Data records

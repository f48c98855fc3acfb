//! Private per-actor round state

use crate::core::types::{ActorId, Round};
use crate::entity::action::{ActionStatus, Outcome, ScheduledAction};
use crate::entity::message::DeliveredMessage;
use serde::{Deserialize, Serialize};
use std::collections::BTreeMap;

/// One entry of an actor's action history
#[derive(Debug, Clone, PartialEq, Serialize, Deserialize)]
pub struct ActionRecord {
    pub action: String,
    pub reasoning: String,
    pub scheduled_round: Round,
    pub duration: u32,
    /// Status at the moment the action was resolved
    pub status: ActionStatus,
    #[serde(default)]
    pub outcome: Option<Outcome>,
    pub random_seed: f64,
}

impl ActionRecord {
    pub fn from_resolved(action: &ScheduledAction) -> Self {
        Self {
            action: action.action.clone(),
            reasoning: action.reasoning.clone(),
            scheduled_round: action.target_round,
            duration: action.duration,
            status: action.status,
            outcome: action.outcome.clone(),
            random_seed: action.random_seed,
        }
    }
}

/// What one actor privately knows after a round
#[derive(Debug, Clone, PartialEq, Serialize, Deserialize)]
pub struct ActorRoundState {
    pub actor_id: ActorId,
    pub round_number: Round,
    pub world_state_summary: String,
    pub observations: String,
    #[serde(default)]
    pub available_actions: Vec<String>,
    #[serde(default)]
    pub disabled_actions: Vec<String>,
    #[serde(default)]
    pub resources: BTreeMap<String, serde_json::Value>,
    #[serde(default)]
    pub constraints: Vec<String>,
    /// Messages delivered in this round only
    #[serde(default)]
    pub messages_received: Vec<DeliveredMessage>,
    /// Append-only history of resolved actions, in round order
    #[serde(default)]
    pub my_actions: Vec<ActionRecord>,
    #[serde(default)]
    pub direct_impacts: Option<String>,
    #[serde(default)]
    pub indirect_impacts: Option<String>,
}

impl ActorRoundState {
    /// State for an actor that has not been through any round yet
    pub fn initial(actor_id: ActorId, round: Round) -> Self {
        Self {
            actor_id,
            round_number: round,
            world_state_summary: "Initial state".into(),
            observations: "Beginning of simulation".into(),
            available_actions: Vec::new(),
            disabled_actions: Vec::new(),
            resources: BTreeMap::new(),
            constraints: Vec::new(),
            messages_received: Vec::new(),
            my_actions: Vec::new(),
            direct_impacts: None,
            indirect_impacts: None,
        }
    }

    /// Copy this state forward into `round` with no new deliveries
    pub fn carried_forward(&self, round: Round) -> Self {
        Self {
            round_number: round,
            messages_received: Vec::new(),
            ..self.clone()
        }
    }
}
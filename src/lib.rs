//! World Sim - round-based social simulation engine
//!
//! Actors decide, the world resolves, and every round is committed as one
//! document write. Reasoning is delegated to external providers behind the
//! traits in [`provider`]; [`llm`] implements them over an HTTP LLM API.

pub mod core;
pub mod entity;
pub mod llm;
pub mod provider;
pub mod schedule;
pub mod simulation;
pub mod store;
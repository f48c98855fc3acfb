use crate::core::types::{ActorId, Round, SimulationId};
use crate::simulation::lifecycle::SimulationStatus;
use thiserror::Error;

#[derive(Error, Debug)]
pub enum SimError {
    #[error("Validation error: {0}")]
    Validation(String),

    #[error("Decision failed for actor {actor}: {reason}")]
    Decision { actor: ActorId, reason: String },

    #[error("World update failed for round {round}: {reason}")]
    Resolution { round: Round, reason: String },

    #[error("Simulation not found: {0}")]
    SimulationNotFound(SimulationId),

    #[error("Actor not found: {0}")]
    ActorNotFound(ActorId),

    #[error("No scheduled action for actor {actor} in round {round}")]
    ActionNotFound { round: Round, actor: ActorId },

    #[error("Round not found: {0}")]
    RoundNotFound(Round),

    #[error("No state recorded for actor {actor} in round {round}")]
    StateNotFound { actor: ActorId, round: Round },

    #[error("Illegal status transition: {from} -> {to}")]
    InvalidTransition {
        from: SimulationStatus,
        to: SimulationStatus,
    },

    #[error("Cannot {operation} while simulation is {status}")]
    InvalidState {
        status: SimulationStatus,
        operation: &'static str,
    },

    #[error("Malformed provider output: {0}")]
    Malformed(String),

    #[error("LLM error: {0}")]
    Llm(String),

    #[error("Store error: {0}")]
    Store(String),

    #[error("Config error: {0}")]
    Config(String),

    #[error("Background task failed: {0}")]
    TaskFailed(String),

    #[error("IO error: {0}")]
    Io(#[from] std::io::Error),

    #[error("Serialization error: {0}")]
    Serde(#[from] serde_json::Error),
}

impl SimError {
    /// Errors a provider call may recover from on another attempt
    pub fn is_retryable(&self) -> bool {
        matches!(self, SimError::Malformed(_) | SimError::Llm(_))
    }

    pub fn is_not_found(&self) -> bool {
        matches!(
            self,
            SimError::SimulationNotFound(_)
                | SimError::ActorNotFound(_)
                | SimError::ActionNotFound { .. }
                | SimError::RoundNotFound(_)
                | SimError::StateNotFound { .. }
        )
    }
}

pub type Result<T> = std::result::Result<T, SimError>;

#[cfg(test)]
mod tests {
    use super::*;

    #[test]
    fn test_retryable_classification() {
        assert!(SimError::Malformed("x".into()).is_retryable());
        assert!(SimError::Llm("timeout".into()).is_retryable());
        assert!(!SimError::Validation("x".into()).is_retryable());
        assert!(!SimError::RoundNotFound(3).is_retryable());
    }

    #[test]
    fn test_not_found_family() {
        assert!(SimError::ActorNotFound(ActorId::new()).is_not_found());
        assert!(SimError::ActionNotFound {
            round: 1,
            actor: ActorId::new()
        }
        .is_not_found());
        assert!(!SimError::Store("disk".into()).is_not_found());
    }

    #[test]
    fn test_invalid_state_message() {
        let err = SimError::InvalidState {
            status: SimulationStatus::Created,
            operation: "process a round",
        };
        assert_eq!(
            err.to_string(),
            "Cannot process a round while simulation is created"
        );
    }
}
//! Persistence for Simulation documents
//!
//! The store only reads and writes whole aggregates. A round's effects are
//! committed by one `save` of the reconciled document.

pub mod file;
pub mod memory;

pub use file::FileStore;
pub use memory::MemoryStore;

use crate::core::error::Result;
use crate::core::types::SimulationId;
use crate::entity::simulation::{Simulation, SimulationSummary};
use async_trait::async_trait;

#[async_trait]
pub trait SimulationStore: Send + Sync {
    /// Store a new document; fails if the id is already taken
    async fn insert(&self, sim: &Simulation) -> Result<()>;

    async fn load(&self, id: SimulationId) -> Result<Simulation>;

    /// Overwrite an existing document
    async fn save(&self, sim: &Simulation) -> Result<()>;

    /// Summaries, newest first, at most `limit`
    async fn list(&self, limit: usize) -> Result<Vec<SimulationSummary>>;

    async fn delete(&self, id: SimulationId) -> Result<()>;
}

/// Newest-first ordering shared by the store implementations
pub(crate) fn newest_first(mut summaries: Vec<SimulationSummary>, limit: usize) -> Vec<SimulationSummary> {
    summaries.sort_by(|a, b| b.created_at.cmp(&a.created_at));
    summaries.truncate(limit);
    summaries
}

...

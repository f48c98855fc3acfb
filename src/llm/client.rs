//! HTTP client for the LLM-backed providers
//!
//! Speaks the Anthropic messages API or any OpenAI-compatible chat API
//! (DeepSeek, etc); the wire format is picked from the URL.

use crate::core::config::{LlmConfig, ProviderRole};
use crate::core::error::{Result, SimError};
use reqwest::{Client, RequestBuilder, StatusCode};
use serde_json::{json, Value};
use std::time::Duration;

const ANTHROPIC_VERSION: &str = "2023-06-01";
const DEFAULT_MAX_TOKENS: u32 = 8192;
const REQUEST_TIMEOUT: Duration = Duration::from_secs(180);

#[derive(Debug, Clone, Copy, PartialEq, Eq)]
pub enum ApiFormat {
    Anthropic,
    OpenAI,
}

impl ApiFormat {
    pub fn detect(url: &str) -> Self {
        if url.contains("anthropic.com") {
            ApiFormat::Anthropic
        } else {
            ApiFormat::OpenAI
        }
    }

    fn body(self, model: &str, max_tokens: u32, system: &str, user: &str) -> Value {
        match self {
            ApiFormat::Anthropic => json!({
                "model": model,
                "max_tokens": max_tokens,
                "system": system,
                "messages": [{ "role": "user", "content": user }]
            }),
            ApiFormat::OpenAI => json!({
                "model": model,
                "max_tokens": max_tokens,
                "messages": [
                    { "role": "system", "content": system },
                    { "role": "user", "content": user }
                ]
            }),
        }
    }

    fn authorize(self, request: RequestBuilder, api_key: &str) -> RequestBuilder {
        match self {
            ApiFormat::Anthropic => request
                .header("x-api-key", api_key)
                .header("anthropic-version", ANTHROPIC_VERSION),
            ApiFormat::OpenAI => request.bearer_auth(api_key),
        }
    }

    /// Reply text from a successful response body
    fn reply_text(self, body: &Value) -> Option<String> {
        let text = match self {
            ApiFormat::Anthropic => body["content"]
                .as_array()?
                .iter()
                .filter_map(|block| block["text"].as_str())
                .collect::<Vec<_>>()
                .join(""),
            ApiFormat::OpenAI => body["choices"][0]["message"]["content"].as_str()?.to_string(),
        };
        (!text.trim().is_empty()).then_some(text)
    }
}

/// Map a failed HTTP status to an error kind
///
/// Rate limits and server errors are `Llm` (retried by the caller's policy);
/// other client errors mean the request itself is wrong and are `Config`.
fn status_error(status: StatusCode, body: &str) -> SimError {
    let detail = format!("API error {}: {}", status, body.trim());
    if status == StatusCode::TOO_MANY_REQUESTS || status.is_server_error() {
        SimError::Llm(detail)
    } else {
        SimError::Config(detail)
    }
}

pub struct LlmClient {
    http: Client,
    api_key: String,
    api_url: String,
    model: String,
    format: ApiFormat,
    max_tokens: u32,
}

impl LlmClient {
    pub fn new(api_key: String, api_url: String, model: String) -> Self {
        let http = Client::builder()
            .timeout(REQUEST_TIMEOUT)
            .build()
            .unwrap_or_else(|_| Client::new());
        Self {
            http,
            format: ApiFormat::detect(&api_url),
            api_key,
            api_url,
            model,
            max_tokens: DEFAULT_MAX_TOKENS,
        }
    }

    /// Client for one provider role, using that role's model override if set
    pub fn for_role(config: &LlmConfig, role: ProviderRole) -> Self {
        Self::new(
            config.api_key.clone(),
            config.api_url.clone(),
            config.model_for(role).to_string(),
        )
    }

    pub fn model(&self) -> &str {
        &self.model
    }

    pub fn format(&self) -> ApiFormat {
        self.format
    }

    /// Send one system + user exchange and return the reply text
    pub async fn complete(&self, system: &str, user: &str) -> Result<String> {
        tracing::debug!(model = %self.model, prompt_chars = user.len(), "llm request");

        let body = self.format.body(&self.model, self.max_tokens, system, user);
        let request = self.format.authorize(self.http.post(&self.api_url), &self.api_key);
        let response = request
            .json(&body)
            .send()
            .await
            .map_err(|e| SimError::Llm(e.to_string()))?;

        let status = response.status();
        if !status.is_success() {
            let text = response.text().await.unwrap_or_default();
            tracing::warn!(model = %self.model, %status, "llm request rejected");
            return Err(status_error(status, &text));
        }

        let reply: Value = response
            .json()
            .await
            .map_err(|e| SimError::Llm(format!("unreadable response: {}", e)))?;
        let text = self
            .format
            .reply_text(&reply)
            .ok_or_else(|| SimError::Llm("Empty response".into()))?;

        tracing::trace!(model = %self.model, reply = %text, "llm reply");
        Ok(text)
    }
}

| EXERCISE OBJECTIVE |
Every line in the data that holds "DeliveredMessage" should be copied out.

| EXPECTED ANSWER |
use crate::entity::message::DeliveredMessage;
    pub messages_received: Vec<DeliveredMessage>,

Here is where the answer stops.